#### Work task:
Count the lines below that include "impl". Only the number should be given.

──────────

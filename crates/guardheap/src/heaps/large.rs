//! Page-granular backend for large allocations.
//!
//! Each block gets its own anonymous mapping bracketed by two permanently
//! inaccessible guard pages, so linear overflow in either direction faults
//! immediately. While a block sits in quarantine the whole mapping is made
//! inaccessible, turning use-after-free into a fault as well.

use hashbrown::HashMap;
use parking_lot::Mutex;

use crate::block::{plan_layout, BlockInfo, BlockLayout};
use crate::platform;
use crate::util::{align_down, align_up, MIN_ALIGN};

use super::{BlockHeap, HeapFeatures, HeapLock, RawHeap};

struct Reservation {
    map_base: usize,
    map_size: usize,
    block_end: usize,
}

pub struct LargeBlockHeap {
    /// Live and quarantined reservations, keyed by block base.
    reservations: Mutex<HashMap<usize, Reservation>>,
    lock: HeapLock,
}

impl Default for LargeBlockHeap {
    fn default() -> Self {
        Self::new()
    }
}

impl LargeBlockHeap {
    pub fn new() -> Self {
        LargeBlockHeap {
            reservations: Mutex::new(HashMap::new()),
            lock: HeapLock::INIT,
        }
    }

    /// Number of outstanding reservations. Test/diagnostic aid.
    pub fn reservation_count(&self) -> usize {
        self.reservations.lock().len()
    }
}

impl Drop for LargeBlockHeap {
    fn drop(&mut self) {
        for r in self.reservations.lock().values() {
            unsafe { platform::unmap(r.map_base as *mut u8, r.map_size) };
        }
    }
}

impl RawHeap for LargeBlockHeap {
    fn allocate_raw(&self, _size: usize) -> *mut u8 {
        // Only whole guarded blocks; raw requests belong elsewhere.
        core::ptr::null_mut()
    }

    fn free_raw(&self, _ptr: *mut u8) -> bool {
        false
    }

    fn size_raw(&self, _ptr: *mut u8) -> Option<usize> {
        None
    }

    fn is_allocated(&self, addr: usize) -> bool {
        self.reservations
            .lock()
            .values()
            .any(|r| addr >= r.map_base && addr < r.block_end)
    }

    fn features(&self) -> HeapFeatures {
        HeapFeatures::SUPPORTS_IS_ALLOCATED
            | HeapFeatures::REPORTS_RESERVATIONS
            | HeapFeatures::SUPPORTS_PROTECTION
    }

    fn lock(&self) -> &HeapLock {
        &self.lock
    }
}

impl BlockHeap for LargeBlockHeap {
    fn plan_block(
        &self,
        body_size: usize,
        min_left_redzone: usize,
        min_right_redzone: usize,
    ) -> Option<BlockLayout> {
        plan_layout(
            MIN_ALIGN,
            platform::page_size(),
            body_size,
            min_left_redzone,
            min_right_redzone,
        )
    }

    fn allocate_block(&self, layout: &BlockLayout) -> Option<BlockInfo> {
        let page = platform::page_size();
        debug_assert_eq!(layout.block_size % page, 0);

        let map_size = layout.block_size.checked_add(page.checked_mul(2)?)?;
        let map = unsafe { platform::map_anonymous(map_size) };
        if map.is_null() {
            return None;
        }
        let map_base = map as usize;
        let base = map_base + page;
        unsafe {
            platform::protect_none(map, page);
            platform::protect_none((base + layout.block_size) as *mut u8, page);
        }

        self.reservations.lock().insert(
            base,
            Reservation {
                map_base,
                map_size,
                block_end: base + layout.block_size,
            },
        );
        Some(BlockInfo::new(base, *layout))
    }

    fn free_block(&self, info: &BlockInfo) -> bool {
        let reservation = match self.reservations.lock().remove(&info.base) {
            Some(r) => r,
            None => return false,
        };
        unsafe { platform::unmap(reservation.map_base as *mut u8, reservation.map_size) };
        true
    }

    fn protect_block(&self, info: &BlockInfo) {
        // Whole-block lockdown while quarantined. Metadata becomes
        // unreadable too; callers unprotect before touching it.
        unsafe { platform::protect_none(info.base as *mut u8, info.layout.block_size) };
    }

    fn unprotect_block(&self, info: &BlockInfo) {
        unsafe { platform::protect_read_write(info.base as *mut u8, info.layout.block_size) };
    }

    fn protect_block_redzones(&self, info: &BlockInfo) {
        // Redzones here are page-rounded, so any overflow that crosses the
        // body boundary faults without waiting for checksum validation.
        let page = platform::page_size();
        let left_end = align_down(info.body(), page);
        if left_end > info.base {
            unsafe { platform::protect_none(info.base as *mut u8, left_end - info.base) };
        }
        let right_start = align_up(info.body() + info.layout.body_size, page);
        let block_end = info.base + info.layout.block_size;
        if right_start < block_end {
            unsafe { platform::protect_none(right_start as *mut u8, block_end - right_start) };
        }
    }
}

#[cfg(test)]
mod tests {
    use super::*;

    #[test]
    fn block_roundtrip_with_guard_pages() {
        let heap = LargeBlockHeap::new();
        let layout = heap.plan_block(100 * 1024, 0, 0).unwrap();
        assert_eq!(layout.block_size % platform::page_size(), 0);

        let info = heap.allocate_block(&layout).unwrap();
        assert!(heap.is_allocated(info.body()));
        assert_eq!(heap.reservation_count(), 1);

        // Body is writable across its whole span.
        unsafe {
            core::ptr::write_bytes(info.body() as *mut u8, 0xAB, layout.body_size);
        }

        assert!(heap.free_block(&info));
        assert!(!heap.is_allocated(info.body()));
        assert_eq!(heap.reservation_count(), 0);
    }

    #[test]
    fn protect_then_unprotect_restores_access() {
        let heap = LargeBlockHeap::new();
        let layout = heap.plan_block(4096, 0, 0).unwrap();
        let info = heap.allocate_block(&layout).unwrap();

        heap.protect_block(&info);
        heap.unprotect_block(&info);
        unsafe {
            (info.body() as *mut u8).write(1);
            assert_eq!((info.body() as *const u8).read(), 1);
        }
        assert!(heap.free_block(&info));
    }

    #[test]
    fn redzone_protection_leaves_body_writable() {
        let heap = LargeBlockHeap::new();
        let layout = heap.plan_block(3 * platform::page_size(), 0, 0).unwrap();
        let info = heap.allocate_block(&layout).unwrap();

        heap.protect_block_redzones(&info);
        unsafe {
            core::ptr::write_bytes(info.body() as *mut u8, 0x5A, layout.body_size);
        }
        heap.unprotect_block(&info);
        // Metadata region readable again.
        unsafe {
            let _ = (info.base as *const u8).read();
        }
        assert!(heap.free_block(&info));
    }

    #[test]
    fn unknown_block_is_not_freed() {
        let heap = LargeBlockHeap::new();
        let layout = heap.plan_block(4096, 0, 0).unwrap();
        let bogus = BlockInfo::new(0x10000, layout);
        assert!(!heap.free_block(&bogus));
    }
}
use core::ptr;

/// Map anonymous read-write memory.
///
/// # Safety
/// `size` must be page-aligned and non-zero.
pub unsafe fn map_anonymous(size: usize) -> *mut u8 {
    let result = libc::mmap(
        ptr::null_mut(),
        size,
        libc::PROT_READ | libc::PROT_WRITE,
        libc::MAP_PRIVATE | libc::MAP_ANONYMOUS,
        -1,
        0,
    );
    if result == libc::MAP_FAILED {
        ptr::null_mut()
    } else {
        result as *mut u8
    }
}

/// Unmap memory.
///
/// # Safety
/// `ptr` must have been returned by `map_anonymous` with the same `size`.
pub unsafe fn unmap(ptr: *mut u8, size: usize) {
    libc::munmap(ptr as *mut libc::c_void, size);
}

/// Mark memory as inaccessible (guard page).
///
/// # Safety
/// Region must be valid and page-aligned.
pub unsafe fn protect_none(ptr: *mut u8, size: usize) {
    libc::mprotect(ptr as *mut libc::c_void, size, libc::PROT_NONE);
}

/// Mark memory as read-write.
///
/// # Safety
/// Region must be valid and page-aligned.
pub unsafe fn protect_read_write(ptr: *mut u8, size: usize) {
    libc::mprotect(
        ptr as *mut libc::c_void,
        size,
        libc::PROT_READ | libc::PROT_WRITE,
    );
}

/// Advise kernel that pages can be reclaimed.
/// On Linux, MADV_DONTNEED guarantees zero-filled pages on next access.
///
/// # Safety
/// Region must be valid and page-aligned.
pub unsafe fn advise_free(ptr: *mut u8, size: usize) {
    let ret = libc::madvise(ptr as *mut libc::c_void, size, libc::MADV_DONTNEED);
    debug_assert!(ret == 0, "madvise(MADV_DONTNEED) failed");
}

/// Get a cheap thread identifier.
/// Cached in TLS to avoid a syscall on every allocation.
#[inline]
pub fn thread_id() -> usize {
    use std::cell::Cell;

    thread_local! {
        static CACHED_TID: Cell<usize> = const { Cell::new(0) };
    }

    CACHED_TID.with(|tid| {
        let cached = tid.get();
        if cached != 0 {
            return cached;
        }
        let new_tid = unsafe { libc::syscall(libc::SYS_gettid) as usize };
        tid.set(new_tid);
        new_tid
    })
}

──────────

#### Written response:
5